A friend confessed that there's been a third party in bed with her and her new boyfriend for most of their relationship. The interloper is cute and petite and drives Cathy mad with jealousy, but none of the usual remedies for a love triangle - breaking up, writing angst-filled poetry - seems appropriate. See, Cathy's competition isn't another woman. It's her boyfriend's BlackBerry.

He brings it to bed on weeknights. He brings it to bed on weekends. During the very first night they spent together, he interrupted post-coital cuddling to check e-mail from a client. So now Cathy's wondering whether her beau's a workaholic, a techo-holic, or both - and what to do about it. The BlackBerry-to-bed scenario reflects a widespread difficulty: how to separate oneself from technology. Some of us can't tear ourselves away from the Internet long enough to eat a sandwich or, say, write a 750-word magazine column. But there's a larger phenomenon in Cathy's dilemma, one that predates the dawn of instant messaging: What do you do when your partner seems more in love with his or her career than with you?

I'm not speaking of the time devoted to one's job vs. the rest of one's life; that's a balancing act all couples (and singles) have to perform. What troubles Cathy about her new beau isn't just that he works all the time. It's that he seems happy to work all the time. He would rather be doing work stuff than most anything else.

"It's almost like he's cheating on me," Cathy sighs. "But it's with his job!"

I've dated men who are career-obsessed, and I've gone through stages when I've been the obsessed one. It seems a common problem among 20- and 30-somethings. After all, we get a lot of cultural messages about where we should be putting our passions, and it isn't into our relationships.

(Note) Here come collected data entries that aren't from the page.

//! Cross-service state vocabularies
//!
//! Literal status strings reported by the different CDP services, grouped by
//! what they mean for a caller waiting on a state transition.

/// A fixed set of service status strings
#[derive(Debug, Clone, Copy, PartialEq, Eq)]
pub struct StateSet(&'static [&'static str]);

impl StateSet {
    pub const fn new(states: &'static [&'static str]) -> Self {
        Self(states)
    }

    pub fn contains(&self, state: &str) -> bool {
        self.0.iter().any(|s| *s == state)
    }

    pub fn states(&self) -> &'static [&'static str] {
        self.0
    }
}

pub const CREATION_STATES: StateSet = StateSet::new(&[
    "REQUESTED",
    "EXTERNAL_DATABASE_CREATION_IN_PROGRESS",
    "STACK_CREATION_IN_PROGRESS",
    "CREATION_INITIATED",
    "FREEIPA_CREATION_IN_PROGRESS",
    "STARTING",
    "ENABLING",             // DF
    "provision:started",    // ML
    "installation:started", // ML
]);

pub const TERMINATION_STATES: StateSet = StateSet::new(&[
    "EXTERNAL_DATABASE_DELETION_IN_PROGRESS",
    "STACK_DELETION_IN_PROGRESS",
    "FREEIPA_DELETE_IN_PROGRESS",
    "STOPPING",
    "deprovision:started", // ML
    "DISABLING",           // DF
]);

pub const STARTED_STATES: StateSet = StateSet::new(&[
    "EXTERNAL_DATABASE_START_IN_PROGRESS",
    "AVAILABLE",
    "START_IN_PROGRESS",
    "RUNNING",
    "installation:finished", // ML
    "Running",               // DW
    "GOOD_HEALTH",           // DF
    "ClusterCreationCompleted", // DE
]);

pub const STOPPED_STATES: StateSet = StateSet::new(&[
    "EXTERNAL_DATABASE_STOP_IN_PROGRESS",
    "STOP_IN_PROGRESS",
    "STOPPED",
    "ENV_STOPPED",
    "NOT_ENABLED", // DF
]);

pub const FAILED_STATES: StateSet = StateSet::new(&[
    "PROVISIONING_FAILED",
    "CREATE_FAILED",
    "REJECTED",
    "FAILED",
    "TIMEDOUT",
    "DELETE_FAILED",
    "Error",               // DW
    "installation:failed", // ML
    "deprovision:failed",  // ML
    "BAD_HEALTH",          // DF
]);

/// States in which an object may be cleaned up
pub const REMOVABLE_STATES: StateSet = StateSet::new(&[
    "AVAILABLE",
    "UPDATE_FAILED",
    "CREATE_FAILED",
    "ENABLE_SECURITY_FAILED",
    "DELETE_FAILED",
    "DELETE_COMPLETED",
    "DELETED_ON_PROVIDER_SIDE",
    "STOPPED",
    "START_FAILED",
    "STOP_FAILED",
    "installation:failed",   // ML
    "deprovision:failed",    // ML
    "installation:finished", // ML
    "Error",                 // DW
    "Running",               // DW
    "GOOD_HEALTH",           // DF
    "CONCERNING_HEALTH",     // DF
    "BAD_HEALTH",            // DF
]);
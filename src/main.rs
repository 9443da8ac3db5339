//! Drift Field entry point
//!
//! Handles platform-specific initialization and runs the frame loop.

#[cfg(target_arch = "wasm32")]
use wasm_bindgen::prelude::*;

#[cfg(target_arch = "wasm32")]
mod wasm_field {
    use std::cell::RefCell;
    use std::rc::Rc;
    use wasm_bindgen::prelude::*;
    use web_sys::{HtmlCanvasElement, MouseEvent, TouchEvent};

    use drift_field::renderer::vertex::colors;
    use drift_field::renderer::{CircleBatch, RenderState};
    use drift_field::settings::Settings;
    use drift_field::sim::{DrawTarget, InputEvent, SimState, tick};

    /// App instance holding the field, its surfaces, and frame timing
    struct App {
        state: SimState,
        canvases: Vec<HtmlCanvasElement>,
        renders: Vec<RenderState>,
        batches: Vec<CircleBatch>,
        settings: Settings,
        // FPS tracking
        frame_times: [f64; 60],
        frame_index: usize,
        fps: u32,
    }

    impl App {
        /// Run one frame: record batches, step the sim, present.
        fn frame(&mut self, time: f64) {
            // Track frame times over a 60-frame window
            self.frame_times[self.frame_index] = time;
            self.frame_index = (self.frame_index + 1) % 60;
            let oldest_time = self.frame_times[self.frame_index];
            if oldest_time > 0.0 {
                let elapsed = time - oldest_time;
                if elapsed > 0.0 {
                    self.fps = (60000.0 / elapsed).round() as u32;
                }
            }

            for batch in &mut self.batches {
                batch.clear();
            }
            let mut targets: Vec<&mut dyn DrawTarget> = self
                .batches
                .iter_mut()
                .map(|batch| batch as &mut dyn DrawTarget)
                .collect();
            tick(&mut self.state, &mut targets);
            drop(targets);

            for (render, batch) in self.renders.iter_mut().zip(&self.batches) {
                match render.render(batch) {
                    Ok(_) => {}
                    Err(wgpu::SurfaceError::Lost) => {
                        let (w, h) = render.size;
                        render.resize(w, h);
                    }
                    Err(wgpu::SurfaceError::OutOfMemory) => {
                        log::error!("Out of memory!");
                    }
                    Err(e) => log::warn!("Render error: {:?}", e),
                }
            }

            if self.settings.show_fps {
                self.update_hud();
            }
        }

        /// Apply a new window size: canvases, surfaces, gradient restyle,
        /// and the sim's resize event.
        fn resize(&mut self, width: u32, height: u32) {
            for canvas in &self.canvases {
                canvas.set_width(width);
                canvas.set_height(height);
            }
            for render in &mut self.renders {
                render.resize(width, height);
                render.set_gradient(
                    colors::GRADIENT_TOP,
                    colors::GRADIENT_MID,
                    colors::GRADIENT_BOTTOM,
                );
            }
            self.state.push_event(InputEvent::Resize {
                width: width as f32,
                height: height as f32,
            });
        }

        /// Update FPS readout in the DOM, when the page provides one
        fn update_hud(&self) {
            let Some(document) = web_sys::window().and_then(|w| w.document()) else {
                return;
            };
            if let Some(el) = document.get_element_by_id("hud-fps") {
                el.set_text_content(Some(&self.fps.to_string()));
            }
        }
    }

    fn window_size(window: &web_sys::Window) -> (u32, u32) {
        let width = window
            .inner_width()
            .ok()
            .and_then(|v| v.as_f64())
            .unwrap_or(800.0) as u32;
        let height = window
            .inner_height()
            .ok()
            .and_then(|v| v.as_f64())
            .unwrap_or(600.0) as u32;
        (width, height)
    }

    pub async fn run() {
        console_error_panic_hook::set_once();
        console_log::init_with_level(log::Level::Info).expect("Failed to init logger");

        log::info!("Drift Field starting...");

        let window = web_sys::window().expect("no window");
        let document = window.document().expect("no document");

        let settings = Settings::load();
        let (width, height) = window_size(&window);

        let primary: HtmlCanvasElement = document
            .get_element_by_id("canvas1")
            .expect("no canvas1")
            .dyn_into()
            .expect("not a canvas");
        let mut canvases = vec![primary];
        if settings.mirror {
            if let Some(el) = document.get_element_by_id("canvas2") {
                if let Ok(canvas) = el.dyn_into::<HtmlCanvasElement>() {
                    canvases.push(canvas);
                }
            }
        }
        for canvas in &canvases {
            canvas.set_width(width);
            canvas.set_height(height);
        }

        let seed = js_sys::Date::now() as u64;
        let state = SimState::new(
            seed,
            width as f32,
            height as f32,
            settings.particle_count(),
        );
        log::info!(
            "Field initialized with seed {} and {} particles on {} surface(s)",
            seed,
            state.particles.len(),
            canvases.len()
        );

        // Initialize WebGPU
        let instance = wgpu::Instance::new(&wgpu::InstanceDescriptor {
            backends: wgpu::Backends::BROWSER_WEBGPU,
            ..Default::default()
        });

        let mut surfaces = Vec::new();
        for canvas in &canvases {
            let surface = instance
                .create_surface(wgpu::SurfaceTarget::Canvas(canvas.clone()))
                .expect("Failed to create surface");
            surfaces.push(surface);
        }

        let adapter = instance
            .request_adapter(&wgpu::RequestAdapterOptions {
                power_preference: wgpu::PowerPreference::HighPerformance,
                compatible_surface: surfaces.first(),
                force_fallback_adapter: false,
            })
            .await
            .expect("Failed to get adapter");

        log::info!("Using adapter: {:?}", adapter.get_info().name);

        let mut renders = Vec::new();
        for surface in surfaces {
            renders.push(RenderState::new(surface, &adapter, width, height).await);
        }
        let batches = renders.iter().map(|_| CircleBatch::new()).collect();

        let app = Rc::new(RefCell::new(App {
            state,
            canvases,
            renders,
            batches,
            settings,
            frame_times: [0.0; 60],
            frame_index: 0,
            fps: 0,
        }));

        setup_input_handlers(app.clone());

        // Start the frame loop
        request_animation_frame(app);

        log::info!("Drift Field running!");
    }

    fn setup_input_handlers(app: Rc<RefCell<App>>) {
        let window = web_sys::window().unwrap();

        // Mouse down - engage the pointer at its position
        {
            let app = app.clone();
            let closure = Closure::<dyn FnMut(_)>::new(move |event: MouseEvent| {
                app.borrow_mut().state.push_event(InputEvent::Press {
                    x: event.client_x() as f32,
                    y: event.client_y() as f32,
                });
            });
            let _ = window
                .add_event_listener_with_callback("mousedown", closure.as_ref().unchecked_ref());
            closure.forget();
        }

        // Mouse move - refresh the position (taken only while engaged)
        {
            let app = app.clone();
            let closure = Closure::<dyn FnMut(_)>::new(move |event: MouseEvent| {
                app.borrow_mut().state.push_event(InputEvent::Move {
                    x: event.client_x() as f32,
                    y: event.client_y() as f32,
                });
            });
            let _ = window
                .add_event_listener_with_callback("mousemove", closure.as_ref().unchecked_ref());
            closure.forget();
        }

        // Mouse up - disengage
        {
            let app = app.clone();
            let closure = Closure::<dyn FnMut(_)>::new(move |_event: MouseEvent| {
                app.borrow_mut().state.push_event(InputEvent::Release);
            });
            let _ = window
                .add_event_listener_with_callback("mouseup", closure.as_ref().unchecked_ref());
            closure.forget();
        }

        // Touch mirrors the mouse handlers on the primary canvas
        let canvas = app.borrow().canvases[0].clone();

        {
            let app = app.clone();
            let canvas_clone = canvas.clone();
            let closure = Closure::<dyn FnMut(_)>::new(move |event: TouchEvent| {
                event.prevent_default();
                if let Some(touch) = event.touches().get(0) {
                    let rect = canvas_clone.get_bounding_client_rect();
                    app.borrow_mut().state.push_event(InputEvent::Press {
                        x: touch.client_x() as f32 - rect.left() as f32,
                        y: touch.client_y() as f32 - rect.top() as f32,
                    });
                }
            });
            let _ = canvas
                .add_event_listener_with_callback("touchstart", closure.as_ref().unchecked_ref());
            closure.forget();
        }

        {
            let app = app.clone();
            let canvas_clone = canvas.clone();
            let closure = Closure::<dyn FnMut(_)>::new(move |event: TouchEvent| {
                event.prevent_default();
                if let Some(touch) = event.touches().get(0) {
                    let rect = canvas_clone.get_bounding_client_rect();
                    app.borrow_mut().state.push_event(InputEvent::Move {
                        x: touch.client_x() as f32 - rect.left() as f32,
                        y: touch.client_y() as f32 - rect.top() as f32,
                    });
                }
            });
            let _ = canvas
                .add_event_listener_with_callback("touchmove", closure.as_ref().unchecked_ref());
            closure.forget();
        }

        {
            let app = app.clone();
            let closure = Closure::<dyn FnMut(_)>::new(move |event: TouchEvent| {
                event.prevent_default();
                app.borrow_mut().state.push_event(InputEvent::Release);
            });
            let _ = canvas
                .add_event_listener_with_callback("touchend", closure.as_ref().unchecked_ref());
            closure.forget();
        }

        // Window resize - resize surfaces, restyle, reset the field
        {
            let app = app.clone();
            let window_clone = window.clone();
            let closure = Closure::<dyn FnMut(_)>::new(move |_event: web_sys::Event| {
                let (width, height) = window_size(&window_clone);
                log::info!("Window resized to {}x{}", width, height);
                app.borrow_mut().resize(width, height);
            });
            let _ = window
                .add_event_listener_with_callback("resize", closure.as_ref().unchecked_ref());
            closure.forget();
        }
    }

    fn request_animation_frame(app: Rc<RefCell<App>>) {
        let window = web_sys::window().unwrap();
        let closure = Closure::once(move |time: f64| {
            frame_loop(app, time);
        });
        let _ = window.request_animation_frame(closure.as_ref().unchecked_ref());
        closure.forget();
    }

    fn frame_loop(app: Rc<RefCell<App>>, time: f64) {
        app.borrow_mut().frame(time);
        request_animation_frame(app);
    }
}

#[cfg(target_arch = "wasm32")]
#[wasm_bindgen(start)]
pub async fn wasm_main() {
    wasm_field::run().await;
}

#[cfg(not(target_arch = "wasm32"))]
fn main() {
    env_logger::init();
    log::info!("Drift Field (native) starting...");

    headless_run();
}

#[cfg(target_arch = "wasm32")]
fn main() {
    // WASM entry point is wasm_main, this is just to satisfy the compiler
}

/// Headless smoke run: drive the field for a few hundred frames and check
/// the particles ended up where the sim promises they are.
#[cfg(not(target_arch = "wasm32"))]
fn headless_run() {
    use drift_field::consts::PARTICLE_COUNT;
    use drift_field::sim::{SimState, tick};

    let seed = std::time::SystemTime::now()
        .duration_since(std::time::UNIX_EPOCH)
        .map(|d| d.as_millis() as u64)
        .unwrap_or(0);
    let (width, height) = (1280.0, 720.0);
    let mut state = SimState::new(seed, width, height, PARTICLE_COUNT);

    for _ in 0..600 {
        tick(&mut state, &mut []);
    }

    let contained = state
        .particles
        .iter()
        .filter(|p| {
            p.pos.x >= p.radius
                && p.pos.x <= width - p.radius
                && p.pos.y >= p.radius
                && p.pos.y <= height - p.radius
        })
        .count();
    log::info!(
        "{} / {} particles inside bounds after 600 frames",
        contained,
        state.particles.len()
    );
    println!(
        "✓ simulated {} particles for 600 frames (seed {})",
        state.particles.len(),
        seed
    );
}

Consider: Some 978 of Monster.com's Massachusetts job listings have "passion" as a keyword. Companies want people who are passionate about investigating insurance claims, selling motorcycles, thwarting shoplifters, and replenishing the stock on the shelves of a discount clothing store. My favorite, placed by a restaurant chain, requires that all candidates demonstrate "a passion for casual dining." Do they rent rooms by the hour for that?

All these references to passion got me a little heated up, so I calmed myself down by looking at Match.com. There, hardly anybody talks about love or passion or intense feelings, at least not for other people. They're too busy demonstrating how emotionally fulfilled they already are, often by their work, and how much they don't need a relationship. It's as if being willing to give all your time to someone smacks of desperation in the romantic realm and devotion in the professional one.

It's probably not surprising that we've ended up with this odd reversal of priorities. Many of us learn from nursery school onward that it's our achievements, not our relationships, that will bring us happiness - not to mention a high gross national product. So in our 20s and 30s, we have little experience setting work aside and letting someone else's agenda become as important as ours. That can't be good for our long-term happiness, and it's probably not all that good for our worker selves either - though it may be for our bosses. After all, someone who loves her job shouldn't quibble about little things like benefits, a retirement package, or vacation time. It would be so petty. It would be like demanding a prenuptial agreement on the first date.

The last time I spoke to Cathy, she was heading for a breakup rather than a prenup. She's realized, she said, that she's spent too much time hunting for a contradiction: an incredibly successful man who doesn't spend a lot of time working or thinking about work. So she's vowed to start looking beyond the captains-of-industry types who have appealed to her in the past. I wished her luck. And I reminded her that if all else fails, Boston is full of great places for casual dining.